O que está em jogo para o Brasil?
Para o Brasil, o Pix é mais do que um sistema de pagamentos. Ele representa um avanço significativo na inclusão financeira, permitindo que milhões de brasileiros, muitos dos quais anteriormente desbancarizados, tenham acesso a serviços financeiros básicos. Além disso, o sistema impulsionou a digitalização da economia e reduziu os custos de transações para consumidores e empresas.

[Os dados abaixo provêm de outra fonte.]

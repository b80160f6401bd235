pub mod form_validation;
pub mod submit;
pub mod types;

pub use form_validation::*;
pub use submit::*;
pub use types::*;
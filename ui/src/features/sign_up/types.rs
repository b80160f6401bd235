// Core types for the sign-up form - no dioxus imports needed here
use serde::{Deserialize, Serialize};

/// Local state owned by a mounted sign-up form
#[derive(Clone, PartialEq, Debug, Default, Serialize, Deserialize)]
pub struct SignUpFormState {
    pub username: String,
    pub email: String,
    pub password: String,
    pub password_confirmation: String,
    /// Message returned by the server on the last failed submit
    pub error_message: Option<String>,
    /// Set once the server has accepted a submit
    pub registered: bool,
}

/// Phase of the form, derived purely from field validity
#[derive(Clone, Copy, PartialEq, Eq, Debug)]
pub enum FormPhase {
    /// At least one field is empty or the passwords differ
    Idle,
    /// Submit control is enabled
    Valid,
}

#[derive(Clone, PartialEq, Debug)]
pub enum PasswordValidation {
    None,
    Match,
    NoMatch,
}

// Action enum for state mutations
#[derive(Clone, Debug, PartialEq)]
pub enum SignUpAction {
    SetUsername(String),
    SetEmail(String),
    SetPassword(String),
    SetPasswordConfirmation(String),
    SubmitStarted,
    /// Carries the state that was submitted
    SubmitSucceeded(SignUpFormState),
    SubmitFailed(String),
}

impl SignUpFormState {
    pub fn error_shown(&self) -> bool {
        self.error_message.is_some()
    }

    /// Whether the four input fields hold the same values as `other`
    pub fn same_fields(&self, other: &SignUpFormState) -> bool {
        self.username == other.username
            && self.email == other.email
            && self.password == other.password
            && self.password_confirmation == other.password_confirmation
    }

    /// Apply an action without replacing the state value, so a Dioxus
    /// signal holding it stays the same allocation.
    pub fn reduce_in_place(&mut self, action: SignUpAction) {
        match action {
            SignUpAction::SetUsername(username) => {
                self.username = username;
            }
            SignUpAction::SetEmail(email) => {
                self.email = email;
            }
            SignUpAction::SetPassword(password) => {
                self.password = password;
            }
            SignUpAction::SetPasswordConfirmation(confirmation) => {
                self.password_confirmation = confirmation;
            }
            SignUpAction::SubmitStarted => {
                self.error_message = None;
                self.registered = false;
            }
            SignUpAction::SubmitSucceeded(submitted) => {
                // Edits typed while the request was in flight are kept
                if self.same_fields(&submitted) {
                    self.username.clear();
                    self.email.clear();
                    self.password.clear();
                    self.password_confirmation.clear();
                }
                self.error_message = None;
                self.registered = true;
            }
            SignUpAction::SubmitFailed(message) => {
                self.error_message = Some(message);
            }
        }
    }
}

#[cfg(test)]
mod tests {
    use super::*;

    fn filled_state() -> SignUpFormState {
        let mut state = SignUpFormState::default();
        state.reduce_in_place(SignUpAction::SetUsername("User".to_string()));
        state.reduce_in_place(SignUpAction::SetEmail("user@example.com".to_string()));
        state.reduce_in_place(SignUpAction::SetPassword("P4ssw0rd".to_string()));
        state.reduce_in_place(SignUpAction::SetPasswordConfirmation(
            "P4ssw0rd".to_string(),
        ));
        state
    }

    #[test]
    fn test_default_state_is_empty() {
        let state = SignUpFormState::default();
        assert!(state.username.is_empty());
        assert!(state.email.is_empty());
        assert!(state.password.is_empty());
        assert!(state.password_confirmation.is_empty());
        assert!(!state.error_shown());
        assert!(!state.registered);

        // Every mount starts from the same state
        assert_eq!(state, SignUpFormState::default());
    }

    #[test]
    fn test_field_actions_set_fields() {
        let state = filled_state();
        assert_eq!(state.username, "User");
        assert_eq!(state.email, "user@example.com");
        assert_eq!(state.password, "P4ssw0rd");
        assert_eq!(state.password_confirmation, "P4ssw0rd");
    }

    #[test]
    fn test_failed_submit_keeps_fields_and_shows_message() {
        let mut state = filled_state();
        state.reduce_in_place(SignUpAction::SubmitStarted);
        state.reduce_in_place(SignUpAction::SubmitFailed("boom".to_string()));

        assert_eq!(state.error_message.as_deref(), Some("boom"));
        assert_eq!(state.username, "User");
        assert!(!state.registered);
    }

    #[test]
    fn test_next_submit_clears_error() {
        let mut state = filled_state();
        state.reduce_in_place(SignUpAction::SubmitFailed("boom".to_string()));
        assert!(state.error_shown());

        state.reduce_in_place(SignUpAction::SubmitStarted);
        assert!(!state.error_shown());
    }

    #[test]
    fn test_successful_submit_resets_form() {
        let mut state = filled_state();
        state.reduce_in_place(SignUpAction::SubmitFailed("boom".to_string()));
        state.reduce_in_place(SignUpAction::SubmitStarted);
        let submitted = state.clone();
        state.reduce_in_place(SignUpAction::SubmitSucceeded(submitted));

        assert!(state.registered);
        assert!(!state.error_shown());
        assert!(state.username.is_empty());
        assert!(state.password_confirmation.is_empty());
    }

    #[test]
    fn test_success_keeps_edits_made_during_request() {
        let mut state = filled_state();
        state.reduce_in_place(SignUpAction::SubmitStarted);
        let submitted = state.clone();

        state.reduce_in_place(SignUpAction::SetEmail("other@example.com".to_string()));
        state.reduce_in_place(SignUpAction::SubmitSucceeded(submitted));

        assert!(state.registered);
        assert_eq!(state.username, "User");
        assert_eq!(state.email, "other@example.com");
        assert_eq!(state.password_confirmation, "P4ssw0rd");
    }
}
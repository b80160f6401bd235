use serde::{Deserialize, Serialize};

use crate::features::sign_up::SignUpFormState;

/// Body of `POST /api/v1/users`. The password confirmation never leaves the form.
#[derive(Serialize, Deserialize, Debug, Clone, PartialEq)]
pub struct CreateUserRequest {
    pub username: String,
    pub email: String,
    pub password: String,
}

impl From<&SignUpFormState> for CreateUserRequest {
    fn from(state: &SignUpFormState) -> Self {
        Self {
            username: state.username.clone(),
            email: state.email.clone(),
            password: state.password.clone(),
        }
    }
}

/// Error envelope returned by the API on failure
#[derive(Serialize, Deserialize, Debug, Clone, PartialEq)]
pub struct ApiErrorResponse {
    pub error: ApiErrorBody,
}

#[derive(Serialize, Deserialize, Debug, Clone, PartialEq)]
pub struct ApiErrorBody {
    pub message: String,
}
pub mod sign_up_page;

pub use sign_up_page::SignUpPage;
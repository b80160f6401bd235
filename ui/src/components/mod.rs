//! User Interface Components
//!
//! - **forms**: the sign-up form
//! - **input**: labeled inputs and validation feedback
//! - **display**: server error display

pub mod display;
pub mod forms;
pub mod input;
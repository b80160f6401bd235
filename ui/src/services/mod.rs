//! Infrastructure Services
//!
//! - **client**: users API client behind the `UsersApi` trait
//! - **config**: endpoint configuration and global settings
//!
//! The client is WASM-first, using async traits without Send bounds.

pub mod client;
pub mod config;
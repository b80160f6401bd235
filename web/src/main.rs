use dioxus::prelude::*;
use ui::services::client::UsersApiHandle;
use ui::services::config::{init_global_config, SignUpConfig};
use ui::SignUpPage;

const MAIN_CSS: Asset = asset!("/assets/main.css");

fn main() {
    // The API is served from the page's own origin
    init_global_config(SignUpConfig::default());
    dioxus::launch(App);
}

#[component]
fn App() -> Element {
    use_context_provider(UsersApiHandle::default);

    rsx! {
        document::Link { rel: "stylesheet", href: MAIN_CSS }

        Router::<Route> {}
    }
}

#[derive(Clone, Routable, Debug, PartialEq)]
enum Route {
    #[route("/")]
    Home {},
    #[route("/signup")]
    SignUp {},
}

#[component]
fn Home() -> Element {
    rsx! {
        SignUpPage {}
    }
}

#[component]
fn SignUp() -> Element {
    rsx! {
        SignUpPage {}
    }
}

O presidente Luiz Inácio Lula da Silva defendeu o Pix, afirmando: "O Pix é do Brasil. Ninguém vai fazer a gente mudar o Pix." A declaração reflete a importância estratégica do sistema para o país.
Desdobramentos futuros
No curto prazo, a disputa em torno do Pix deve se concentrar em negociações bilaterais e possíveis audiências públicas no USTR. A diplomacia brasileira terá um papel crucial para evitar medidas mais drásticas, como tarifas adicionais ou a suspensão de benefícios comerciais.

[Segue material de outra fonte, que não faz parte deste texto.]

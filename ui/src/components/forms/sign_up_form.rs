//! Sign-up form: four inputs, a submit button and the server's error message

use dioxus::prelude::*;

use crate::components::{
    display::ServerErrorMessage,
    input::{InputType, LabeledInput, PasswordValidationFeedback},
};
use crate::features::sign_up::*;
use crate::services::client::UsersApiHandle;
use crate::console_info;

#[derive(Props, PartialEq, Clone)]
pub struct SignUpFormProps {
    pub state: Signal<SignUpFormState>,
    pub dispatch: EventHandler<SignUpAction>,
}

/// Users API client provided through context by the host app or a test
/// harness, HTTP client built from the global config otherwise
pub fn use_users_api() -> UsersApiHandle {
    use_hook(|| try_consume_context::<UsersApiHandle>().unwrap_or_default())
}

/// Submit `snapshot` in the background and dispatch the outcome
pub fn spawn_submit(
    api: UsersApiHandle,
    snapshot: SignUpFormState,
    dispatch: EventHandler<SignUpAction>,
) {
    spawn(async move {
        let outcome = submit_sign_up(&*api, &snapshot).await;
        dispatch.call(outcome.into_action());
    });
}

#[component]
pub fn SignUpForm(props: SignUpFormProps) -> Element {
    let state = props.state;
    let dispatch = props.dispatch;
    let api = use_users_api();

    rsx! {
        div {
            class: "sign-up-form",

            LabeledInput {
                id: "username".to_string(),
                label: "ユーザー名".to_string(),
                value: state().username,
                input_type: InputType::Text,
                on_change: move |data: String| dispatch.call(SignUpAction::SetUsername(data))
            }

            LabeledInput {
                id: "email".to_string(),
                label: "メールアドレス".to_string(),
                value: state().email,
                input_type: InputType::Email,
                on_change: move |data: String| dispatch.call(SignUpAction::SetEmail(data))
            }

            LabeledInput {
                id: "password".to_string(),
                label: "パスワード".to_string(),
                value: state().password,
                input_type: InputType::Password,
                on_change: move |data: String| dispatch.call(SignUpAction::SetPassword(data))
            }

            LabeledInput {
                id: "password-confirmation".to_string(),
                label: "パスワード確認".to_string(),
                value: state().password_confirmation,
                input_type: InputType::Password,
                on_change: move |data: String| {
                    dispatch.call(SignUpAction::SetPasswordConfirmation(data))
                }
            }
            PasswordValidationFeedback { validation: state().validate_passwords() }

            if let Some(hint) = get_sign_up_validation_message(&state()) {
                div {
                    class: "validation-hint",
                    "{hint}"
                }
            }

            div {
                class: "button-section",
                button {
                    class: "submit-button",
                    r#type: "button",
                    disabled: state().phase() != FormPhase::Valid,
                    onclick: move |_| {
                        let snapshot = state();
                        console_info!("[SignUpForm] Submitting sign-up for {}", snapshot.username);
                        dispatch.call(SignUpAction::SubmitStarted);
                        spawn_submit(api.clone(), snapshot, dispatch);
                    },
                    "登録"
                }
            }

            if let Some(message) = state().error_message {
                ServerErrorMessage { message }
            }
        }
    }
}

#[cfg(test)]
mod tests {
    use super::*;
    use crate::services::client::{ClientError, ClientResult, CreateUserRequest, UsersApi};
    use async_trait::async_trait;
    use dioxus::dioxus_core::NoOpMutations;
    use std::time::Duration;

    const SERVER_ERROR: &str = "サーバーエラーです。時間を置いて試してください。";

    struct RejectingUsersApi;

    #[async_trait(?Send)]
    impl UsersApi for RejectingUsersApi {
        async fn create_user(&self, _request: &CreateUserRequest) -> ClientResult<()> {
            Err(ClientError::ServerRejection {
                status: 500,
                message: SERVER_ERROR.to_string(),
            })
        }
    }

    fn form_state(username: &str, confirmation: &str) -> SignUpFormState {
        SignUpFormState {
            username: username.to_string(),
            email: "user@example.com".to_string(),
            password: "P4ssw0rd".to_string(),
            password_confirmation: confirmation.to_string(),
            ..Default::default()
        }
    }

    fn render(app: fn() -> Element) -> String {
        let mut dom = VirtualDom::new(app);
        dom.rebuild_in_place();
        dioxus_ssr::render(&dom)
    }

    #[component]
    fn MatchingForm() -> Element {
        let mut state = use_signal(|| form_state("User", "P4ssw0rd"));
        let dispatch = EventHandler::new(move |action: SignUpAction| {
            state.with_mut(|s| s.reduce_in_place(action));
        });
        rsx! { SignUpForm { state, dispatch } }
    }

    #[component]
    fn MismatchedForm() -> Element {
        let mut state = use_signal(|| form_state("User", "password"));
        let dispatch = EventHandler::new(move |action: SignUpAction| {
            state.with_mut(|s| s.reduce_in_place(action));
        });
        rsx! { SignUpForm { state, dispatch } }
    }

    #[component]
    fn SubmitOnMount(state: Signal<SignUpFormState>, dispatch: EventHandler<SignUpAction>) -> Element {
        let api = use_users_api();
        use_hook(move || spawn_submit(api, (*state.peek()).clone(), dispatch));
        rsx! {}
    }

    #[component]
    fn RejectingHarness() -> Element {
        use_context_provider(|| UsersApiHandle::new(RejectingUsersApi));
        let mut state = use_signal(|| form_state("Error1", "P4ssw0rd"));
        let dispatch = EventHandler::new(move |action: SignUpAction| {
            state.with_mut(|s| s.reduce_in_place(action));
        });
        rsx! {
            SignUpForm { state, dispatch }
            SubmitOnMount { state, dispatch }
        }
    }

    #[test]
    fn test_matching_form_enables_submit() {
        let html = render(MatchingForm);
        assert!(html.contains(">登録</button>"));
        assert!(!html.contains("disabled=true"));
    }

    #[test]
    fn test_mismatch_is_reported_once() {
        let html = render(MismatchedForm);
        assert_eq!(html.matches("パスワードが一致しません").count(), 1);
        assert!(html.contains("validation-feedback no-match"));
        assert!(!html.contains("validation-hint"));
        assert!(html.contains("disabled=true"));
    }

    #[tokio::test]
    async fn test_injected_client_rejection_renders_alert() {
        let mut dom = VirtualDom::new(RejectingHarness);
        dom.rebuild_in_place();

        tokio::time::timeout(Duration::from_secs(5), dom.wait_for_work())
            .await
            .expect("submit task should finish");
        dom.render_immediate(&mut NoOpMutations);

        let html = dioxus_ssr::render(&dom);
        assert!(html.contains(&format!(r#"role="alert">{SERVER_ERROR}</div>"#)));
        // A rejection leaves the fields as typed, so submit stays enabled
        assert!(!html.contains("disabled=true"));
    }
}
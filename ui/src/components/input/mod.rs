pub mod labeled_input;
pub mod validation_feedback;

pub use labeled_input::*;
pub use validation_feedback::*;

A longo prazo, especialistas acreditam que a pressão americana sobre o Pix pode ser parte de uma estratégia mais ampla para regular e moldar o mercado global de serviços financeiros digitais. O caso brasileiro, nesse contexto, serve como um exemplo do embate entre sistemas financeiros nacionais e players globais.
A Visão do Especialista
O confronto entre os Estados Unidos e o Brasil sobre o Pix evidencia as tensões crescentes no comércio internacional, especialmente em setores de alta tecnologia e inovação. Para Camila Villard Duran, professora de direito econômico, "o caso reflete uma estratégia mais ampla dos EUA para proteger seus interesses em mercados internacionais altamente competitivos, como o de pagamentos digitais".

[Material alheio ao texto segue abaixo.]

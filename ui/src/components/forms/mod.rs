pub mod sign_up_form;

pub use sign_up_form::*;
impl<A: VariableApi + 'static> WidgetDriver<A> {
    pub fn new(api: Arc<A>, source: ConfigSource) -> Self {
        Self::with_poll_period(api, source, POLL_INTERVAL)
    }

    pub fn with_poll_period(api: Arc<A>, source: ConfigSource, poll_period: Duration) -> Self {
        Self {
            api,
            controller: WidgetController::new(source),
            poll: None,
            poll_period,
            pending: FuturesUnordered::new(),
        }
    }

    pub fn controller(&self) -> &WidgetController {
        &self.controller
    }

    /// Host access to the configuration layers.
    pub fn source_mut(&mut self) -> &mut ConfigSource {
        self.controller.source_mut()
    }

    pub fn is_polling(&self) -> bool {
        self.poll.is_some()
    }

    pub fn in_flight(&self) -> usize {
        self.pending.len()
    }

    /// Feed a message to the controller and execute the resulting effects.
    pub fn dispatch(&mut self, msg: Msg) {
        let effects = self.controller.handle_message(msg);
        self.run_effects(effects);
    }

    pub fn activate(&mut self) {
        self.dispatch(Msg::Activate);
    }

    pub fn deactivate(&mut self) {
        self.dispatch(Msg::Deactivate);
    }

    pub fn refresh(&mut self) -> Result<(), WidgetError> {
        let effects = self.controller.refresh()?;
        self.run_effects(effects);
        Ok(())
    }

    pub fn toggle_edit(&mut self) -> Result<(), WidgetError> {
        self.controller.toggle_edit()
    }

    pub fn cancel_edit(&mut self) {
        self.controller.cancel_edit();
    }

    pub fn set_draft(&mut self, draft: String) {
        self.controller.set_draft(draft);
    }

    pub fn save(&mut self, draft: &str) -> Result<(), WidgetError> {
        let effects = self.controller.save(draft)?;
        self.run_effects(effects);
        Ok(())
    }

    /// Wait for the next poll tick or request completion.
    ///
    /// Returns `None` once nothing can happen anymore: no poll is running and
    /// no request is in flight. Cancel safe, so it can sit in `select!`.
    pub async fn next_message(&mut self) -> Option<Msg> {
        let polling = self.poll.is_some();
        tokio::select! {
            Some(msg) = self.pending.next(), if !self.pending.is_empty() => Some(msg),
            _ = next_tick(&mut self.poll), if polling => Some(Msg::Tick),
            else => None,
        }
    }

    /// Process one tick or completion. Returns `false` when idle for good.
    pub async fn step(&mut self) -> bool {
        match self.next_message().await {
            Some(msg) => {
                self.dispatch(msg);
                true
            }
            None => false,
        }
    }

    /// Apply completions until no request is in flight. Poll ticks are not
    /// awaited.
    pub async fn settle(&mut self) {
        while let Some(msg) = self.pending.next().await {
            self.dispatch(msg);
        }
    }

    fn run_effects(&mut self, effects: Vec<Effect>) {
        for effect in effects {
            match effect {
                Effect::Fetch { request, trigger, config } => {
                    debug!(sequence = request.sequence, ?trigger, "spawning fetch");
                    let api = Arc::clone(&self.api);
                    let task = tokio::spawn(async move { api.fetch_variable(&config).await });
                    self.pending.push(
                        task.map(move |joined| Msg::FetchCompleted {
                            request,
                            result: joined.unwrap_or_else(|error| Err(task_failure(error))),
                        })
                        .boxed(),
                    );
                }
                Effect::Put { request, config, value } => {
                    debug!(sequence = request.sequence, "spawning save");
                    let api = Arc::clone(&self.api);
                    let task: JoinHandle<Result<(), ApiError>> =
                        tokio::spawn(async move { api.put_variable(&config, &value).await });
                    self.pending.push(
                        task.map(move |joined| Msg::PutCompleted {
                            request,
                            result: joined.unwrap_or_else(|error| Err(task_failure(error))),
                        })
                        .boxed(),
                    );
                }
                Effect::StartPolling { generation } => {
                    if let Some(previous) = self.poll.take() {
                        warn!(previous = previous.generation(), "replacing an existing poll handle");
                    }
                    debug!(generation, period_secs = self.poll_period.as_secs(), "poll started");
                    self.poll = Some(PollHandle::start(generation, self.poll_period));
                }
                Effect::StopPolling => {
                    if let Some(poll) = self.poll.take() {
                        debug!(generation = poll.generation(), "poll stopped");
                    }
                }
            }
        }
    }
}

/// A request task that panicked or was cancelled still completes its
/// request, so the controller never waits on it forever.
fn task_failure(error: JoinError) -> ApiError {
    warn!(%error, "request task failed");
    ApiError::transport(format!("request task failed: {error}"))
}

async fn next_tick(poll: &mut Option<PollHandle>) {
    match poll {
        Some(handle) => {
            handle.interval.tick().await;
        }
        None => std::future::pending::<()>().await,
    }
}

No entanto, a especialista destaca que o Pix é amplamente reconhecido como um modelo de sucesso, inclusive fora do Brasil, e que a retaliação direta contra o sistema é improvável. "O mais plausível é que vejamos ações retaliatórias no âmbito comercial geral, que podem impactar outras áreas da economia brasileira", conclui.
Com a continuidade das negociações entre os dois países, o futuro do Pix como um modelo de referência global e sua relação com interesses comerciais americanos permanecerá no centro das atenções. As movimentações nas próximas semanas serão cruciais para determinar os rumos dessa discussão.